Eis que aí entramos nos conceitos morais da coisa. Assim, remeto imediatamente a entrevista do monsenhor Schooyans (http://www.zenit.org/article-20431?l=portuguese), sobre a ONU e Nova Ordem Mundial com a pretensão de revogar os direitos fundamentais do homem, que nos permitem ainda sermos livres, em favor de uma legislação positiva extremamente tirânica. Não creio que todo o mundo pense como um ou dois burocratas políticos ou empresários hedonistas. Neste momento o que tenho em mente é a servidão voluntária de Boétie.
No entanto, é mais do que evidente que estamos vivendo bem perto desse tão sonhado governo mundial autoritaríssimo pretendido pela ONU – e mesmo que muita gente dê aquele sorrisinho irônico e desaprovador de canto de boca, movimentando a cabeça no sentido leste-oeste, é inevitável identificarmos a estrutura global do socialismo-comunismo marxista.
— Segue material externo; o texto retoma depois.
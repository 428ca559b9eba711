//! Diagnostic creation, severity management, fix application and rendering.
//!
//! This crate provides structured [`Diagnostic`] messages carrying a stable
//! message id and interpolated data, the thread-safe [`DiagnosticSink`] that
//! rules report into, [`SuggestedFix`] text edits together with the
//! [`apply_fixes`] protocol that applies them without overlap, and
//! [`DiagnosticRenderer`] implementations for terminal and JSON output.

#![warn(missing_docs)]

pub mod code;
pub mod diagnostic;
pub mod fixer;
pub mod label;
pub mod renderer;
pub mod severity;
pub mod sink;
pub mod suggested_fix;

pub use code::{Category, DiagnosticCode};
pub use diagnostic::Diagnostic;
pub use fixer::{apply_fixes, FixOutcome};
pub use label::{Label, LabelStyle};
pub use renderer::{DiagnosticRenderer, JsonRenderer, TerminalRenderer};
pub use severity::Severity;
pub use sink::DiagnosticSink;
pub use suggested_fix::{Replacement, SuggestedFix};
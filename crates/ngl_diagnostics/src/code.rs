//! Diagnostic codes with category prefixes for structured rule identification.

use serde::{Deserialize, Serialize};
use std::fmt;

/// The category of a diagnostic code, determining its prefix letter.
#[derive(Clone, Copy, PartialEq, Eq, Hash, Debug, Serialize, Deserialize)]
pub enum Category {
    /// Source that could not be parsed, prefixed with `E`.
    Error,
    /// Likely bugs (signal misuse, mistyped attributes), prefixed with `W`.
    Warning,
    /// Style conventions (readonly members, `inject()`), prefixed with `C`.
    Convention,
}

impl Category {
    /// Returns the single-character prefix for this category.
    pub fn prefix(self) -> char {
        match self {
            Category::Error => 'E',
            Category::Warning => 'W',
            Category::Convention => 'C',
        }
    }
}

/// A structured diagnostic code combining a category prefix and a number.
///
/// Displayed as the prefix followed by a zero-padded 3-digit number, e.g.
/// `W105` for `signal-usage`.
#[derive(Clone, Copy, PartialEq, Eq, Hash, Debug, Serialize, Deserialize)]
pub struct DiagnosticCode {
    /// The category of this diagnostic.
    pub category: Category,
    /// The numeric identifier within the category.
    pub number: u16,
}

impl DiagnosticCode {
    /// Creates a new diagnostic code.
    pub fn new(category: Category, number: u16) -> Self {
        Self { category, number }
    }
}

impl fmt::Display for DiagnosticCode {
    fn fmt(&self, f: &mut fmt::Formatter<'_>) -> fmt::Result {
        write!(f, "{}{:03}", self.category.prefix(), self.number)
    }
}
//! Labels that annotate source spans within a diagnostic.

use ngl_source::Span;
use serde::{Deserialize, Serialize};

/// The visual style of a diagnostic label.
#[derive(Clone, Copy, PartialEq, Eq, Debug, Serialize, Deserialize)]
pub enum LabelStyle {
    /// The main location (`^^^^`).
    Primary,
    /// Additional context (`----`), e.g. where a signal was declared.
    Secondary,
}

/// An annotated source span within a diagnostic.
#[derive(Clone, Debug, Serialize, Deserialize)]
pub struct Label {
    /// The source span this label annotates.
    pub span: Span,
    /// The message displayed next to the underline.
    pub message: String,
    /// Whether this is a primary or secondary label.
    pub style: LabelStyle,
}

impl Label {
    /// Creates a primary label.
    pub fn primary(span: Span, message: impl Into<String>) -> Self {
        Self {
            span,
            message: message.into(),
            style: LabelStyle::Primary,
        }
    }

    /// Creates a secondary label.
    pub fn secondary(span: Span, message: impl Into<String>) -> Self {
        Self {
            span,
            message: message.into(),
            style: LabelStyle::Secondary,
        }
    }
}

#[cfg(test)]
mod tests {
    use super::*;

    #[test]
    fn label_styles() {
        assert_eq!(Label::primary(Span::DUMMY, "read here").style, LabelStyle::Primary);
        let l = Label::secondary(Span::DUMMY, "declared here");
        assert_eq!(l.style, LabelStyle::Secondary);
        assert_eq!(l.message, "declared here");
    }
}
//! Source file management, span tracking and file-system access for the linter.
//!
//! This crate provides the [`SourceDb`] holding every file a lint run touches
//! (component sources and external templates), [`FileId`] and [`Span`] for
//! source locations, [`ResolvedSpan`] for line/column display, and the
//! [`FileSystem`] read interface so template and declaration lookups can be
//! served from disk or from memory in tests.

#![warn(missing_docs)]

pub mod file_id;
pub mod fs;
pub mod resolved_span;
pub mod source_db;
pub mod source_file;
pub mod span;

pub use file_id::FileId;
pub use fs::{FileSystem, MemoryFileSystem, OsFileSystem};
pub use resolved_span::ResolvedSpan;
pub use source_db::SourceDb;
pub use source_file::SourceFile;
pub use span::Span;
Agora, tenho que remeter a uma entrevista que fiz com o Nelson Lehmann sobre o seu livro A Religião Civil do Estado Moderno: http://www.diogochiuso.com/2009/01/01/a-religiao-civil-do-estado-moderno/
Em suma: aproveitem enquanto ainda há lugar neste mundo para a liberdade individual. Porque no Admirável mundo novo global, até a religião e os santos são estatais.